**Action item:**
Each line of the listing below, from the very first to the one that contains "use crate::router::Screen;", is to be retyped exactly as it stands.

**Task input:**
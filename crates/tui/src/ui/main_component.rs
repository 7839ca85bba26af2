use crossterm::event::{KeyCode, KeyEvent, KeyModifiers, MouseEvent};
use ratatui::{
    prelude::*,
    style::Style,
    widgets::{Block, Paragraph},
};
use uikit_types::{AuthFlow, Effect, Msg, Route};

use super::components::command_palette::is_palette_chord;
use super::components::{
    AuthComponent, CommandPaletteComponent, Component, DashboardLayoutComponent, LandingComponent, SidebarShellComponent,
};
use super::theme::theme_helpers as th;
use super::utils::centered_fixed;
use super::widgets::Spinner;
use crate::app::{App, Shell};
use crate::router::Screen;

/// Root component: routes input to the mounted screen and draws the hint bar
/// and the command palette overlay.
#[derive(Debug)]
pub struct MainView {
    sidebar_shell: SidebarShellComponent,
    landing: LandingComponent,
    sign_in: AuthComponent,
    sign_up: AuthComponent,
    dashboard: DashboardLayoutComponent,
    palette: CommandPaletteComponent,
}

impl Default for MainView {
    fn default() -> Self {
        Self {
            sidebar_shell: SidebarShellComponent::default(),
            landing: LandingComponent,
            sign_in: AuthComponent::new(AuthFlow::SignIn),
            sign_up: AuthComponent::new(AuthFlow::SignUp),
            dashboard: DashboardLayoutComponent::default(),
            palette: CommandPaletteComponent,
        }
    }
}

impl MainView {
    /// Component for the mounted screen. `None` while the guard waits on the
    /// identity provider.
    fn content(&mut self, app: &App) -> Option<&mut dyn Component> {
        if app.shell == Shell::Sidebar {
            return Some(&mut self.sidebar_shell);
        }
        match app.router.screen() {
            Screen::Loading(_) => None,
            Screen::Page(Route::Landing) => Some(&mut self.landing),
            Screen::Page(Route::SignIn) => Some(&mut self.sign_in),
            Screen::Page(Route::SignUp) => Some(&mut self.sign_up),
            Screen::Page(Route::Dashboard | Route::Components | Route::Profile | Route::Portfolio) => {
                Some(&mut self.dashboard)
            }
        }
    }

    fn content_ref(&self, app: &App) -> Option<&dyn Component> {
        if app.shell == Shell::Sidebar {
            return Some(&self.sidebar_shell);
        }
        match app.router.screen() {
            Screen::Loading(_) => None,
            Screen::Page(Route::Landing) => Some(&self.landing),
            Screen::Page(Route::SignIn) => Some(&self.sign_in),
            Screen::Page(Route::SignUp) => Some(&self.sign_up),
            Screen::Page(_) => Some(&self.dashboard),
        }
    }

    /// Puts focus somewhere sensible after the focus tree lost its focused
    /// widget.
    pub fn restore_focus(&mut self, app: &mut App) {
        app.focus.first();
    }

    fn global_key(app: &App, key: KeyEvent) -> Option<Vec<Effect>> {
        if is_palette_chord(&key) {
            if app.shell == Shell::Dashboard {
                return Some(vec![Effect::SendMsg(Msg::CommandPaletteToggled)]);
            }
            return Some(Vec::new());
        }
        if key.modifiers.contains(KeyModifiers::CONTROL) {
            match key.code {
                KeyCode::Char('t') => return Some(vec![Effect::SendMsg(Msg::ToggleTheme)]),
                KeyCode::Char('b') => return Some(vec![Effect::SendMsg(Msg::SidebarToggled)]),
                _ => {}
            }
        }
        None
    }
}

impl Component for MainView {
    fn handle_message(&mut self, app: &mut App, msg: Msg) -> Vec<Effect> {
        let mut effects = app.update(&msg);
        if let Some(content) = self.content(app) {
            effects.extend(content.handle_message(app, msg));
        }
        effects
    }

    fn handle_key_events(&mut self, app: &mut App, key: KeyEvent) -> Vec<Effect> {
        if let Some(effects) = Self::global_key(app, key) {
            return effects;
        }
        if app.palette.is_open() {
            return self.palette.handle_key_events(app, key);
        }
        match key.code {
            KeyCode::Tab => {
                app.focus.next();
                return Vec::new();
            }
            KeyCode::BackTab => {
                app.focus.prev();
                return Vec::new();
            }
            _ => {}
        }
        self.content(app)
            .map(|content| content.handle_key_events(app, key))
            .unwrap_or_default()
    }

    fn handle_mouse_events(&mut self, app: &mut App, mouse: MouseEvent) -> Vec<Effect> {
        if app.palette.is_open() {
            return self.palette.handle_mouse_events(app, mouse);
        }
        self.content(app)
            .map(|content| content.handle_mouse_events(app, mouse))
            .unwrap_or_default()
    }

    fn render(&mut self, frame: &mut Frame, area: Rect, app: &mut App) {
        let bg_fill = Paragraph::new("").style(Style::default().bg(app.ctx.theme.roles().background));
        frame.render_widget(bg_fill, area);

        let layout = self.get_preferred_layout(app, area);
        match self.content(app) {
            Some(content) => content.render(frame, layout[0], app),
            None => {
                let spinner_area = centered_fixed(16, 1, layout[0]);
                frame.render_widget(
                    Spinner::new(&*app.ctx.theme, app.throbber_idx).label("Loading..."),
                    spinner_area,
                );
            }
        }

        let hint_spans: Vec<Span> = self.get_hint_spans(app);
        let hints_widget = Paragraph::new(Line::from(hint_spans)).style(app.ctx.theme.text_muted_style());
        frame.render_widget(hints_widget, layout[1]);

        if app.palette.is_open() {
            render_overlay(frame, app);
            self.palette.render(frame, area, app);
        }
    }

    fn get_hint_spans(&self, app: &App) -> Vec<Span<'_>> {
        let mut hint_spans: Vec<Span> = vec![Span::styled("Hints: ", app.ctx.theme.text_muted_style())];
        if app.palette.is_open() {
            hint_spans.extend(self.palette.get_hint_spans(app));
            return hint_spans;
        }
        if let Some(content) = self.content_ref(app) {
            hint_spans.extend(content.get_hint_spans(app));
        }
        hint_spans.extend(th::build_hint_spans(
            &*app.ctx.theme,
            &[(" Tab", " Focus "), (" Ctrl+T", " Theme "), (" Ctrl+C", " Quit ")],
        ));
        hint_spans
    }

    fn get_preferred_layout(&self, _app: &App, area: Rect) -> Vec<Rect> {
        Layout::vertical([
            Constraint::Min(1),    // Main view
            Constraint::Length(1), // Hints bar
        ])
        .split(area)
        .to_vec()
    }
}

/// Dims everything under an overlay.
fn render_overlay(frame: &mut Frame, app: &App) {
    frame.render_widget(Block::default().style(app.ctx.theme.modal_background_style()).dim(), frame.area());
}

#[cfg(test)]
mod tests {
    use std::sync::Arc;

    use ratatui::{Terminal, backend::TestBackend};
    use uikit_identity::LocalIdentityProvider;
    use uikit_util::{AppConfig, UserPreferences};

    use super::*;

    fn app(shell: Shell) -> App {
        App::new(
            shell,
            &AppConfig::new(Some("pk_test_demo"), None, None).expect("config"),
            Arc::new(LocalIdentityProvider::new("pk_test_demo")),
            Arc::new(UserPreferences::ephemeral()),
        )
    }

    fn draw(view: &mut MainView, app: &mut App) -> String {
        let mut terminal = Terminal::new(TestBackend::new(120, 40)).expect("terminal");
        terminal.draw(|frame| view.render(frame, frame.area(), app)).expect("draw");
        terminal.backend().buffer().content().iter().map(|cell| cell.symbol()).collect()
    }

    fn ctrl(c: char) -> KeyEvent {
        KeyEvent::new(KeyCode::Char(c), KeyModifiers::CONTROL)
    }

    #[test]
    fn palette_chord_only_fires_in_dashboard_shell() {
        let mut view = MainView::default();
        let mut dashboard = app(Shell::Dashboard);
        assert_eq!(
            view.handle_key_events(&mut dashboard, ctrl('k')),
            vec![Effect::SendMsg(Msg::CommandPaletteToggled)]
        );
        let super_k = KeyEvent::new(KeyCode::Char('k'), KeyModifiers::SUPER);
        assert_eq!(
            view.handle_key_events(&mut dashboard, super_k),
            vec![Effect::SendMsg(Msg::CommandPaletteToggled)]
        );
        let mut sidebar = app(Shell::Sidebar);
        assert!(view.handle_key_events(&mut sidebar, ctrl('k')).is_empty());
    }

    #[test]
    fn theme_and_sidebar_chords_become_messages() {
        let mut view = MainView::default();
        let mut sidebar = app(Shell::Sidebar);
        assert_eq!(view.handle_key_events(&mut sidebar, ctrl('t')), vec![Effect::SendMsg(Msg::ToggleTheme)]);
        assert_eq!(view.handle_key_events(&mut sidebar, ctrl('b')), vec![Effect::SendMsg(Msg::SidebarToggled)]);
    }

    #[test]
    fn unresolved_session_renders_spinner() {
        let mut view = MainView::default();
        let mut app = app(Shell::Dashboard);
        app.navigate("/dashboard");
        let text = draw(&mut view, &mut app);
        assert!(text.contains("Loading..."));
    }

    #[test]
    fn open_palette_is_drawn_over_the_page() {
        let mut view = MainView::default();
        let mut app = app(Shell::Dashboard);
        view.handle_message(&mut app, Msg::SessionLoaded(None));
        view.handle_message(&mut app, Msg::CommandPaletteToggled);
        let text = draw(&mut view, &mut app);
        assert!(text.contains("Type a command or search..."));
        assert!(text.contains("All rights reserved."));
    }

    #[test]
    fn sidebar_shell_renders_rail_and_main_content() {
        let mut view = MainView::default();
        let mut app = app(Shell::Sidebar);
        let text = draw(&mut view, &mut app);
        assert!(text.contains("Main Content"));
        assert!(text.contains("Statistics"));
        assert!(text.contains("Ctrl+B"));
        assert!(text.contains("Ctrl+C"));
    }
}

**Answer for the task:**
filename crates/tui/src/ui/main_component.rs
repository 7839ca85bba26af2
use crossterm::event::{KeyCode, KeyEvent, KeyModifiers, MouseEvent};
use ratatui::{
    prelude::*,
    style::Style,
    widgets::{Block, Paragraph},
};
use uikit_types::{AuthFlow, Effect, Msg, Route};

use super::components::command_palette::is_palette_chord;
use super::components::{
    AuthComponent, CommandPaletteComponent, Component, DashboardLayoutComponent, LandingComponent, SidebarShellComponent,
};
use super::theme::theme_helpers as th;
use super::utils::centered_fixed;
use super::widgets::Spinner;
use crate::app::{App, Shell};
use crate::router::Screen;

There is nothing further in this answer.